# Tiny Rods...



## gonetroppo (Jan 29, 2011)

Who's got one?

Im looking for the smallest fishing rod possible that I could cram into a backpack to take with me when im out and about, just incase I happen apon the holy grail of fishing. If you have one, what reel have you matched it with? I was thinking along the lines of a 2 or 3 piece rod and a little spin reel, although I love my baitcasters and would prefer one.

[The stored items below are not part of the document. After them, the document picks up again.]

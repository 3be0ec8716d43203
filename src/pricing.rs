//! Pricing
//!
//! Derived cart aggregates.

use rusty_money::{Money, iso::Currency};

use crate::{items::LineItem, prices::Price};

/// Sum of quantities across all line items.
pub fn total_item_count(items: &[LineItem]) -> u64 {
    items
        .iter()
        .map(|item| u64::from(item.quantity().get()))
        .sum()
}

/// Sum of `unit_price * quantity` across all line items.
///
/// Returns zero in `currency` for an empty slice. Items are expected to share
/// `currency`; the cart rejects anything else on insertion.
pub fn total_price(items: &[LineItem], currency: &'static Currency) -> Price {
    let minor_units = items
        .iter()
        .map(|item| item.line_total().to_minor_units())
        .fold(0_i64, i64::saturating_add);

    Money::from_minor(minor_units, currency)
}
//! Cart Observers

use std::fmt;

use slotmap::{SlotMap, new_key_type};

use crate::cart::CartSnapshot;

new_key_type! {
    /// Handle returned by [`Cart::subscribe`](crate::cart::Cart::subscribe).
    pub struct SubscriptionKey;
}

/// Observer trait for reacting to cart changes.
///
/// Observers are called synchronously, once per state-changing operation,
/// after the change has been fully applied. The snapshot they receive is the
/// post-mutation state, so reading it is equivalent to calling
/// [`Cart::snapshot`](crate::cart::Cart::snapshot) right after the call
/// returns.
///
/// Any `FnMut(&CartSnapshot)` closure is an observer.
pub trait CartObserver {
    /// Called after every change to the cart.
    fn on_change(&mut self, snapshot: &CartSnapshot);
}

impl<F> CartObserver for F
where
    F: FnMut(&CartSnapshot),
{
    fn on_change(&mut self, snapshot: &CartSnapshot) {
        self(snapshot);
    }
}

/// Registry of subscribed observers, notified in subscription order.
#[derive(Default)]
pub(crate) struct Observers {
    observers: SlotMap<SubscriptionKey, Box<dyn CartObserver>>,
    order: Vec<SubscriptionKey>,
}

impl Observers {
    pub(crate) fn insert(&mut self, observer: Box<dyn CartObserver>) -> SubscriptionKey {
        let key = self.observers.insert(observer);
        self.order.push(key);

        key
    }

    pub(crate) fn remove(&mut self, key: SubscriptionKey) -> bool {
        if self.observers.remove(key).is_none() {
            return false;
        }

        self.order.retain(|subscribed| *subscribed != key);

        true
    }

    pub(crate) fn notify(&mut self, snapshot: &CartSnapshot) {
        for key in &self.order {
            if let Some(observer) = self.observers.get_mut(*key) {
                observer.on_change(snapshot);
            }
        }
    }

    pub(crate) fn len(&self) -> usize {
        self.observers.len()
    }

    pub(crate) fn is_empty(&self) -> bool {
        self.observers.is_empty()
    }
}

impl fmt::Debug for Observers {
    fn fmt(&self, f: &mut fmt::Formatter<'_>) -> fmt::Result {
        f.debug_struct("Observers")
            .field("len", &self.observers.len())
            .finish()
    }
}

As a side topic, anyone here work in airport security and can tell me if lures are accepted as carry on?


----------



## solatree (May 30, 2008)

What about telesopic ? There are some good ones around and also some pretty good travel rods - I have a 3 piece Daiwa Advantage - Shimano and Nitro also do good ones including a 3 piece baitcaster travel rod (Shimano Raider series). http://www.shimanofish.com.au/publish/c ... ravel.html and http://www.innovatorrods.com/007-index.html


----------



## dirty (Mar 16, 2011)

http://emmrodsoz.com.au/main/page_produ ... age_1.html


----------



## imnotoriginal (Jan 13, 2008)

There's plenty of good multi-piece rods these days. Depending on what strength you need (and your budget) you can get a number of good rods. I'm not a fan of the telescopic but I own 3 multi-piece rods now. Nitro do some multi-piece rods (I have the lightest of these as my light breaming rod) but they're not particularly cheap. You can get a savagear road runner off some of the British online tackle stores and they are far cheaper. The build quality isn't the same of course but if you're looking for a knockabout they're perfect. From memory they're suited to line about 10lb. I got mine for about $120 I think, could be better now with the $ the way it is. If you need something heavier then look at the Fox range. I have a Fox Permit Trek but they do everything from Bonefish right up to Sailfish spec rods. Buy online for these rods, as there is only 1 Australian distributor I could find for Fox and they were nearly double the price of the best online seller. The fox rods come with their own rod tube which helps keep them safe in back packs and suitcases. They come pretty highly rated but with the weather as it is I haven't had a chnace to load mine up yet. 
Joel


----------



## Marty75 (Oct 23, 2007)

I recently got one of these Daiwa Advantage 3 piece 8-14lb travel rods on special for an up and coming trip. Half price. Not that tiny at 75cm per piece but can pack it into a decent backpack.
http://www.rayannes.com.au/daiwa-sh...s/team-daiwa-advantage-rods-now-only-99-95ea/

Marty


----------



## gonetroppo (Jan 29, 2011)

dirty, those are the craziest looking rods ive seen! I was sold on the innovator rod until I saw $450, something like that under $100 would be perfect.


----------



## blahger (Feb 6, 2009)

Lox do a 7 foot 5 piece around 250. Quite fond of mine.


----------



## nicktoozoff (Sep 19, 2008)

I also have never been a fan of telescopic rods, but Berkley have come out with an IM6 graphite that even I would fish. They are the Berkley Nomadic telescopic range, the 6'6" 2-4kg sell for about $130, and could be worth a look.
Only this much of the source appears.